Both WorldCom's founder and former chairman, Bernard Ebbers, and chief financial officer, Scott Sullivan, invoked their Fifth Amendment rights protecting against self-incrimination.
But Mr Ebbers could not resist a defiant outburst that drew a furious response from members of the House Financial Services committee, as the hearing got under way. "I have nothing to hide," Mr Ebbers maintained, after declining to answer questions. "But preliminary statements can be taken out of context." When WorldCom's problems were fully aired, he would be shown to have not engaged in "fraudulent or criminal wrongdoing".
His attempt to avoid giving testimony while protesting his innocence infuriated the panel. Its chairman, the Ohio Republican Michael Oxley, told Mr Ebbers that the committee could recall him and question him about matters covered in his initial statement – and perhaps to charge him with contempt of Congress. "Make no mistake, the consequences to this sort of criminal activity, should it be proved, should be severe, and that may mean time in federal prison," he said.
With the two most central witnesses beyond its reach, the committee turned its fire on two other key figures in the débâcle: Melvin Dick, the lead auditor from Arthur Andersen, WorldCom's auditors, and Jack Grubman, the top telecoms analyst for Salomon Smith Barney and WorldCom's biggest cheerleader on Wall Street.
Under often torrid questioning, Mr Grubman – a friend of Mr Ebbers – denied he had an improperly close relationship with the company, even though he acknowledged having attended three WorldCom board meetings, a most unusual occurrence for a company and its most influential analyst.
"I was deceived by the company reports," at one point claimed Mr Grubman, who told the committee he made about $20m a year. "If what is alleged is true, for the last five quarters I was deceived." Mr Grubman was recommending WorldCom stock until March, a month before the resignation of Mr Ebbers and three months before the accounting irregularities were revealed.
Mr Dick was also squarely in the firing line, as he tried to explain another accounting failure by Andersen, convicted in June of obstruction of justice in the case of Enron.
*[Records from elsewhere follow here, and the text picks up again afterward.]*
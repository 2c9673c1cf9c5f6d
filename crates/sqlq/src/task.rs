//! One submitted query and its lifecycle.
//!
//! State moves `Pending -> Running -> Done -> Complete`, with `Running ->
//! Pending` when the engine reports busy. The worker is the only writer up to
//! `Done`; the drain is the only writer of `Complete`. Both transitions are
//! published with release stores and observed with acquire loads, so the
//! drain sees the full outcome once it sees `Done`, and the worker sees no
//! further drain activity once it sees `Complete`.

use std::sync::atomic::{AtomicU8, Ordering};
use std::time::Instant;

use parking_lot::Mutex;

use crate::engine::ResultGrid;
use crate::error::Error;
use crate::host::{CallbackRef, ContextId, LivenessToken, ObjectId};
use crate::registry::DbHandle;
use crate::variant::Value;

/// Submission-order identifier returned to the caller.
#[derive(Debug, Clone, Copy, PartialEq, Eq, PartialOrd, Ord, Hash)]
pub struct TaskId(pub u64);

#[derive(Debug, Clone, Copy, PartialEq, Eq, PartialOrd, Ord)]
#[repr(u8)]
pub enum TaskState {
    Pending = 0,
    Running = 1,
    Done = 2,
    Complete = 3,
}

impl TaskState {
    fn from_u8(raw: u8) -> Self {
        match raw {
            0 => TaskState::Pending,
            1 => TaskState::Running,
            2 => TaskState::Done,
            _ => TaskState::Complete,
        }
    }
}

/// Object a callback is bound to, and its liveness token at submission.
#[derive(Debug, Clone, Copy, PartialEq, Eq)]
pub struct TargetBinding {
    pub object: ObjectId,
    pub token: LivenessToken,
}

/// Worker-side execution record.
#[derive(Default)]
struct Execution {
    /// When the first prepare was attempted; the busy timeout counts from here.
    first_attempt: Option<Instant>,
    /// Set once, right before the task is published as `Done`.
    outcome: Option<Result<ResultGrid, Error>>,
}

pub(crate) struct AsyncTask {
    pub(crate) id: TaskId,
    /// Slab key in the owning queue.
    pub(crate) key: usize,
    pub(crate) handle: DbHandle,
    pub(crate) query: String,
    pub(crate) callback: Option<CallbackRef>,
    pub(crate) save: bool,
    pub(crate) context: ContextId,
    pub(crate) target: Option<TargetBinding>,
    pub(crate) passthrough: Option<Value>,
    state: AtomicU8,
    execution: Mutex<Execution>,
}

/// Everything a task is created from, once validated.
pub(crate) struct TaskSpec {
    pub handle: DbHandle,
    pub query: String,
    pub callback: Option<CallbackRef>,
    pub save: bool,
    pub context: ContextId,
    pub target: Option<TargetBinding>,
    pub passthrough: Option<Value>,
}

impl AsyncTask {
    pub(crate) fn new(id: TaskId, key: usize, spec: TaskSpec) -> Self {
        AsyncTask {
            id,
            key,
            handle: spec.handle,
            query: spec.query,
            callback: spec.callback,
            save: spec.save,
            context: spec.context,
            target: spec.target,
            passthrough: spec.passthrough,
            state: AtomicU8::new(TaskState::Pending as u8),
            execution: Mutex::new(Execution::default()),
        }
    }

    pub(crate) fn state(&self) -> TaskState {
        TaskState::from_u8(self.state.load(Ordering::Acquire))
    }

    /// Rows are only worth keeping if someone will receive them.
    pub(crate) fn captures_rows(&self) -> bool {
        self.save && self.callback.is_some()
    }

    /// Enter `Running`. Returns when the first attempt was made.
    pub(crate) fn begin_attempt(&self) -> Instant {
        self.state.store(TaskState::Running as u8, Ordering::Release);
        *self
            .execution
            .lock()
            .first_attempt
            .get_or_insert_with(Instant::now)
    }

    /// Back to `Pending` after a busy status.
    pub(crate) fn retry_later(&self) {
        self.state.store(TaskState::Pending as u8, Ordering::Release);
    }

    /// Record the outcome and publish `Done`.
    pub(crate) fn finish(&self, outcome: Result<ResultGrid, Error>) {
        self.execution.lock().outcome = Some(outcome);
        self.state.store(TaskState::Done as u8, Ordering::Release);
    }

    /// Take the outcome recorded by [`finish`](Self::finish). Only meaningful
    /// after observing `Done`.
    pub(crate) fn take_outcome(&self) -> Option<Result<ResultGrid, Error>> {
        self.execution.lock().outcome.take()
    }

    /// Hand the task back to the worker for reaping.
    pub(crate) fn mark_complete(&self) {
        self.state.store(TaskState::Complete as u8, Ordering::Release);
    }
}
The former Andersen partner said he had "no inkling" of how WorldCom was cooking its books. "We have to find out all the facts," he said, blaming WorldCom's former management for keeping the facts from him. But that cut no ice with Bert Roberts, WorldCom's chairman. Mr Roberts took little part in management in the Ebbers era, although he received a $1.05m salary.
As such Mr Roberts is a prime specimen of directors who have failed to perform their duty of protecting shareholders. In prepared testimony, he blamed Andersen. "The failure of our outside auditors to uncover [irregularities] is to my mind inconceivable."
The massive discrepancy was uncovered by an in-house WorldCom auditor, Cynthia Cooper. Ms Cooper, who is believed to be co-operating with federal investigators, will not be testifying.
Earlier, WorldCom's new chief executive, John Sidgmore, reaffirmed his determination to keep the company alive, despite a growing view that a bankruptcy filing is inevitable.